Infine, va considerato che nella presente fattispecie il perseguitato è di genere maschile, e ciò porta ad escludere l’applicazione della Convenzione di Istanbul dell’11 maggio 2011 sulla prevenzione e lotta contro la violazione nei confronti delle donne e la violenza domestica ai fini della tutela dei rifugiati, e la qualificazione della fattispecie può meglio trovare sede nell’ambito della protezione sussidiaria, all’esito della doverosa acquisizione da parte del giudice del merito di specifiche COI, in termini di “danno grave” per “trattamento inumano o degradante” ai sensi del D.Lgs. n. 251 del 2007, art. 14, comma 1, lett. b). Ovvero la qualificazione può individuarsi anche nella grave violazione della dignità della persona, trattandosi di coercizione esercitata mediante minaccia su una persona (donna o uomo) finalizzata a contrarre un matrimonio forzato in base a norme consuetudinarie del Paese d’origine, proveniente anche da soggetti diversi dallo Stato, qualora le autorità pubbliche o le organizzazioni che controllano lo Stato, o una sua parte consistente, non possano o non vogliano fornire protezione adeguata (cfr. Cass. Sez. 1 -, Sentenza n. 6573 del 09/03/2020, Rv. 657087 – 01, fattispecie relativa a cittadino maliano di sesso maschile, musulmano e poligamico, che aveva allegato di temere di essere ucciso dai familiari anziani ove, facendo ritorno al proprio villaggio, non avesse contratto matrimonio anche con la vedova del proprio fratello). La Corte evidenzia infine che il rischio di danno grave dev’essere valutato nello specifico caso concreto, avuto riguardo anche per il fatto che il sesso maschile del richiedente, per tradizione religiosa, sociale ed istruzione, implica una condizione potenzialmente meno rischiosa della omologa condizione femminile, quanto a capacità di resistere alla eventuale ritorsione del nucleo cui appartiene il familiare cui ha rifiutato di congiungersi.

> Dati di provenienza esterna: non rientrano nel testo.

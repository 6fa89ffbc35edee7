//! Artifact kinds, per-file outcomes and the generation report.

use modelsmith_core::error::{ModelsmithError, ModelsmithResult};
use serde::{Serialize, Serializer};
use std::fmt;
use std::path::PathBuf;

/// Reason attached to every skip
pub const NOT_OVERWRITTEN: &str = "already exists, not overwritten";

/// Something a generator can produce
#[derive(Debug, Clone, Copy, PartialEq, Eq, Hash, Serialize)]
#[serde(rename_all = "kebab-case")]
pub enum ArtifactKind {
    Entity,
    CreateDto,
    UpdateDto,
    Service,
    Controller,
    Module,
    Migration,
    Component,
    Page,
    Hook,
    ApiClient,
    Animation,
    /// Registration of a new module in the application module; composite only
    AppModule,
}

impl ArtifactKind {
    /// Kinds that can be requested by name
    pub const ALL: [ArtifactKind; 12] = [
        ArtifactKind::Entity,
        ArtifactKind::CreateDto,
        ArtifactKind::UpdateDto,
        ArtifactKind::Service,
        ArtifactKind::Controller,
        ArtifactKind::Module,
        ArtifactKind::Migration,
        ArtifactKind::Component,
        ArtifactKind::Page,
        ArtifactKind::Hook,
        ArtifactKind::ApiClient,
        ArtifactKind::Animation,
    ];

    pub fn as_str(&self) -> &'static str {
        match self {
            ArtifactKind::Entity => "entity",
            ArtifactKind::CreateDto => "create-dto",
            ArtifactKind::UpdateDto => "update-dto",
            ArtifactKind::Service => "service",
            ArtifactKind::Controller => "controller",
            ArtifactKind::Module => "module",
            ArtifactKind::Migration => "migration",
            ArtifactKind::Component => "component",
            ArtifactKind::Page => "page",
            ArtifactKind::Hook => "hook",
            ArtifactKind::ApiClient => "api-client",
            ArtifactKind::Animation => "animation",
            ArtifactKind::AppModule => "app-module",
        }
    }

    /// Parse a kind name; `_` and `-` are interchangeable, case is ignored.
    pub fn parse(s: &str) -> ModelsmithResult<Self> {
        let normalized = s.trim().to_ascii_lowercase().replace('_', "-");
        Self::ALL
            .into_iter()
            .find(|k| k.as_str() == normalized)
            .ok_or_else(|| ModelsmithError::UnknownArtifactKind(s.to_string()))
    }

    pub fn is_frontend(&self) -> bool {
        matches!(
            self,
            ArtifactKind::Component
                | ArtifactKind::Page
                | ArtifactKind::Hook
                | ArtifactKind::ApiClient
                | ArtifactKind::Animation
        )
    }
}

impl fmt::Display for ArtifactKind {
    fn fmt(&self, f: &mut fmt::Formatter<'_>) -> fmt::Result {
        f.write_str(self.as_str())
    }
}

/// What happened to one file
#[derive(Debug, Clone, PartialEq, Eq)]
pub enum Outcome {
    Created,
    /// An existing file was edited in place (module registration)
    Updated,
    Skipped(String),
    Warning(String),
    Failed(String),
}

impl Outcome {
    pub fn skipped() -> Self {
        Outcome::Skipped(NOT_OVERWRITTEN.to_string())
    }

    pub fn label(&self) -> &'static str {
        match self {
            Outcome::Created => "created",
            Outcome::Updated => "updated",
            Outcome::Skipped(_) => "skipped",
            Outcome::Warning(_) => "warning",
            Outcome::Failed(_) => "failed",
        }
    }

    pub fn detail(&self) -> Option<&str> {
        match self {
            Outcome::Created | Outcome::Updated => None,
            Outcome::Skipped(d) | Outcome::Warning(d) | Outcome::Failed(d) => Some(d),
        }
    }
}

impl fmt::Display for Outcome {
    fn fmt(&self, f: &mut fmt::Formatter<'_>) -> fmt::Result {
        match self.detail() {
            Some(detail) => write!(f, "{}: {detail}", self.label()),
            None => f.write_str(self.label()),
        }
    }
}

impl Serialize for Outcome {
    fn serialize<S: Serializer>(&self, serializer: S) -> Result<S::Ok, S::Error> {
        serializer.collect_str(self)
    }
}

#[derive(Debug, Clone, PartialEq, Eq, Serialize)]
pub struct GeneratedFile {
    pub kind: ArtifactKind,
    pub path: PathBuf,
    pub outcome: Outcome,
}

/// Independent per-file results of one generator run
#[derive(Debug, Clone, Default, PartialEq, Eq, Serialize)]
pub struct GenerationReport {
    pub files: Vec<GeneratedFile>,
}

impl GenerationReport {
    pub fn push(&mut self, kind: ArtifactKind, path: impl Into<PathBuf>, outcome: Outcome) {
        self.files.push(GeneratedFile {
            kind,
            path: path.into(),
            outcome,
        });
    }

    pub fn extend(&mut self, other: GenerationReport) {
        self.files.extend(other.files);
    }

    pub fn created(&self) -> usize {
        self.count(|o| matches!(o, Outcome::Created))
    }

    pub fn skipped(&self) -> usize {
        self.count(|o| matches!(o, Outcome::Skipped(_)))
    }

    pub fn warnings(&self) -> usize {
        self.count(|o| matches!(o, Outcome::Warning(_)))
    }

    pub fn failed(&self) -> usize {
        self.count(|o| matches!(o, Outcome::Failed(_)))
    }

    pub fn has_failures(&self) -> bool {
        self.failed() > 0
    }

    /// Outcome recorded for a kind, if that step ran
    pub fn outcome(&self, kind: ArtifactKind) -> Option<&Outcome> {
        self.files.iter().find(|f| f.kind == kind).map(|f| &f.outcome)
    }

    fn count(&self, pred: impl Fn(&Outcome) -> bool) -> usize {
        self.files.iter().filter(|f| pred(&f.outcome)).count()
    }
}

impl fmt::Display for GenerationReport {
    fn fmt(&self, f: &mut fmt::Formatter<'_>) -> fmt::Result {
        for file in &self.files {
            write!(f, "  {:<8} {}", file.outcome.label(), file.path.display())?;
            match file.outcome.detail() {
                Some(detail) => writeln!(f, " ({detail})")?,
                None => writeln!(f)?,
            }
        }
        write!(
            f,
            "{} created, {} skipped, {} warnings, {} failed",
            self.created(),
            self.skipped(),
            self.warnings(),
            self.failed()
        )
    }
}
//! modelsmith-core - Shared model, naming conventions, configuration and filesystem
//!
//! This crate provides the foundation every other modelsmith crate builds on:
//! - [`ProjectModel`] and its records ([`Entity`], [`Controller`], [`Dto`], ...)
//! - [`naming`] conversions between Pascal, camel, kebab and plural forms
//! - [`ProjectConfig`] loaded from `modelsmith.toml`
//! - [`FileSystem`] with [`DiskFs`] and the in-memory [`MemoryFs`]
//! - [`ModelsmithError`] for error handling

pub mod config;
pub mod error;
pub mod fs;
pub mod model;
pub mod naming;

pub use config::{
    BackendLayout, CONFIG_FILE, DocsConfig, FrontendLayout, NamingConfig, ProjectConfig,
    ProjectSection,
};
pub use error::{ModelsmithError, ModelsmithResult};
pub use fs::{DirEntry, DiskFs, FileSystem, MemoryFs, WriteStatus};
pub use model::{
    ColumnMarker, Component, ComponentKind, ConsistencyIssue, Controller, Dto, DtoField, Endpoint,
    Entity, Field, HttpMethod, IssueKind, Module, ProjectModel, Prop, Relation, RelationKind,
    SemanticType, UNKNOWN_HANDLER, Validation,
};

/// Prelude module for convenient imports
pub mod prelude {
    pub use crate::{
        Controller, Dto, Endpoint, Entity, Field, FileSystem, HttpMethod, ModelsmithError,
        ModelsmithResult, ProjectConfig, ProjectModel, Relation, RelationKind, SemanticType,
    };
}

L’accoglimento dei primi due motivi nei termini di cui si è detto comporta l’assorbimento del terzo e la cassazione della sentenza impugnata, con rinvio, anche per le spese del presente giudizio di legittimità, alla Corte d’appello di Napoli in diversa composizione, anche per le spese.

P.Q.M.

La Corte, accoglie i motivi primo e secondo, assorbito il terzo, cassa la sentenza impugnata e rinvia alla Corte d’appello di Napoli, in diversa composizione, anche per le spese del giudizio di cassazione.

Così deciso in Roma, il 17 settembre 2019.